Sometime in the 1980s, a woman, helped by a couple of books and letters, digs up her memories of her father’s enigmatic sister. The tumultuous 1930s come alive, a period when her father and aunt were children, living in the princely state of Mysore in British-ruled India while the anticolonial movement led by Mahatma Gandhi rocked the nation. Setu and Kaveri, the girl named after the river, grow up under the tough tutelage of their father Mylaraiah, who admires the British as well as the royalty of Mysore, which, he believes, protect them twice over against the “nonsense” of Indian self-rule championed by Gandhi. The incendiary world of anticolonial struggle, and a household divided over it, particularly over the cause of women’s liberation, recalls the fictional universe of Rabindranath Tagore’s classic novels Gora and Home and the World. This is a setting as vivid as it is disturbing, populated also by English characters such as the physician Dr. King, her niece Ella, and Mrs. Spencer, the missionary’s wife.

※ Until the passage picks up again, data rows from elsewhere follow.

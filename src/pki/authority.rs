use base64::engine::general_purpose::URL_SAFE_NO_PAD;
use base64::Engine;
use rcgen::{
    BasicConstraints, CertificateParams, DistinguishedName, DnType, IsCa, KeyUsagePurpose,
    SerialNumber,
};
use ring::digest;
use std::fs;
use std::path::{Path, PathBuf};
use std::sync::{Arc, Mutex, MutexGuard, PoisonError};
use time::{Duration, OffsetDateTime};
use tracing::{debug, info};

use super::certificate::{self, IdentityOutcome};
use super::pem_file::{self, PemFile, CERTIFICATE_TAG, CERT_MODE, KEY_MODE, PRIVATE_KEY_TAG};
use super::{CaKey, Clock, SystemClock, CA_CERT_FILE, CA_KEY_FILE};
use crate::error::{Error, Result};

/// Prefix of every CA common name; the rest is the public key hash.
pub const CA_NAME_PREFIX: &str = "CockroachDB CA #";

/// CA certificates are valid for roughly ten years.
const CA_VALIDITY_DAYS: i64 = 10 * 365;

/// The CA currently used for signing.
pub(crate) struct ActiveCa {
    pub key: CaKey,
    pub certificate: rcgen::Certificate,
    pub common_name: String,
}

/// Node-local certificate authority built from the fleet-wide shared CA key.
///
/// Every node regenerates its own self-signed CA certificate from the shared key. The
/// certificates differ (validity window, signature) but carry the same common name and public
/// key, so a leaf issued on any node verifies against the CA certificate of any other node.
pub struct CertificateAuthority {
    dir: PathBuf,
    node_alt_names: Vec<String>,
    clock: Arc<dyn Clock>,
    state: Mutex<Option<ActiveCa>>,
}

impl CertificateAuthority {
    /// Create an authority persisting into `dir`, issuing node.crt with `node_alt_names`.
    pub fn new(dir: impl Into<PathBuf>, node_alt_names: Vec<String>) -> Self {
        Self::with_clock(dir, node_alt_names, Arc::new(SystemClock))
    }

    pub fn with_clock(
        dir: impl Into<PathBuf>,
        node_alt_names: Vec<String>,
        clock: Arc<dyn Clock>,
    ) -> Self {
        Self {
            dir: dir.into(),
            node_alt_names,
            clock,
            state: Mutex::new(None),
        }
    }

    /// Directory holding ca.*, node.* and client.root.*
    pub fn dir(&self) -> &Path {
        &self.dir
    }

    /// Install a new shared CA key.
    ///
    /// Builds a fresh self-signed CA certificate, persists ca.key/ca.crt, swaps the in-memory
    /// CA and reconciles the node and client certificates. On error the previous CA (if any)
    /// stays in place.
    pub fn set_private_key(&self, key: CaKey) -> Result<Vec<IdentityOutcome>> {
        let mut state = self.lock();

        let key_der = key.pkcs8_der();
        let common_name = ca_common_name(&key.public_key_der());
        let now = self.clock.now();

        let certificate = build_ca_certificate(&key, &common_name, now)?;
        // make sure what we produced parses before anyone relies on it
        pem_file::subject_common_name(certificate.der())?;

        fs::create_dir_all(&self.dir).map_err(|e| Error::io("create", &self.dir, e))?;
        debug!(event = "pki:ca:write", "Writing CA material to {}", self.dir.display());

        pem_file::write_pem_files(&[
            PemFile {
                path: self.dir.join(CA_KEY_FILE),
                tag: PRIVATE_KEY_TAG,
                der: &key_der,
                mode: KEY_MODE,
            },
            PemFile {
                path: self.dir.join(CA_CERT_FILE),
                tag: CERTIFICATE_TAG,
                der: certificate.der(),
                mode: CERT_MODE,
            },
        ])?;

        info!(event = "pki:ca:installed", "Installed CA {}", common_name);

        *state = Some(ActiveCa {
            key,
            certificate,
            common_name,
        });
        drop(state);

        self.reconcile_identity()
    }

    /// Parse PKCS#8 DER and install it as the shared CA key.
    pub fn set_private_key_der(&self, der: &[u8]) -> Result<Vec<IdentityOutcome>> {
        let key = CaKey::from_pkcs8_der(der)?;
        self.set_private_key(key)
    }

    /// Install ca.key from disk if present, returning what the install reconciled.
    ///
    /// `None` when there is no ca.key.
    pub fn load_from_disk(&self) -> Result<Option<Vec<IdentityOutcome>>> {
        let path = self.dir.join(CA_KEY_FILE);
        match pem_file::read_private_key_file(&path) {
            Ok(der) => {
                info!("Loading CA key from {}", path.display());
                self.set_private_key_der(&der).map(Some)
            }
            Err(Error::NotFound(_)) => Ok(None),
            Err(e) => Err(e),
        }
    }

    /// Issue or rotate node and client certificates against the current CA.
    pub fn reconcile_identity(&self) -> Result<Vec<IdentityOutcome>> {
        let state = self.lock();
        let active = state
            .as_ref()
            .ok_or_else(|| Error::NotFound("active CA".to_string()))?;

        certificate::reconcile(&self.dir, active, &self.node_alt_names, self.clock.now())
    }

    pub fn is_active(&self) -> bool {
        self.lock().is_some()
    }

    /// Subject CN of the active CA certificate.
    pub fn common_name(&self) -> Option<String> {
        self.lock().as_ref().map(|ca| ca.common_name.clone())
    }

    /// PKCS#8 DER of the active shared key.
    pub fn active_key_der(&self) -> Option<Vec<u8>> {
        self.lock().as_ref().map(|ca| ca.key.pkcs8_der())
    }

    /// DER of this node's CA certificate.
    #[cfg(test)]
    pub fn ca_certificate_der(&self) -> Option<Vec<u8>> {
        self.lock().as_ref().map(|ca| ca.certificate.der().to_vec())
    }

    fn lock(&self) -> MutexGuard<'_, Option<ActiveCa>> {
        // a panic while holding the lock leaves either the old or the new CA, both usable
        self.state.lock().unwrap_or_else(PoisonError::into_inner)
    }
}

/// Deterministic CA common name for a public key (SubjectPublicKeyInfo DER).
pub fn ca_common_name(public_key_der: &[u8]) -> String {
    let hash = digest::digest(&digest::SHA256, public_key_der);
    format!("{}{}", CA_NAME_PREFIX, URL_SAFE_NO_PAD.encode(hash.as_ref()))
}

fn build_ca_certificate(
    key: &CaKey,
    common_name: &str,
    now: OffsetDateTime,
) -> Result<rcgen::Certificate> {
    let mut params = CertificateParams::default();

    let mut distinguished_name = DistinguishedName::new();
    distinguished_name.push(DnType::CommonName, common_name);
    params.distinguished_name = distinguished_name;

    params.is_ca = IsCa::Ca(BasicConstraints::Constrained(1));
    params.key_usages = vec![
        KeyUsagePurpose::DigitalSignature,
        KeyUsagePurpose::KeyCertSign,
        KeyUsagePurpose::CrlSign,
    ];
    params.serial_number = Some(SerialNumber::from_slice(&[1]));
    params.not_before = now;
    params.not_after = now + Duration::days(CA_VALIDITY_DAYS);

    let cert = params.self_signed(key.key_pair())?;
    Ok(cert)
}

Inside Indian homes, the English are accorded a degree of respect that, like the porcelain on which they are served, is a kind of defilement for religious, caste-conscious Indians: “Achamma did not care for bone china; it struck her as strange that this cold material should be considered the hallmark of elegance among the mlechchas but she was thankful for it as it saved the household [utensils] from defilement.”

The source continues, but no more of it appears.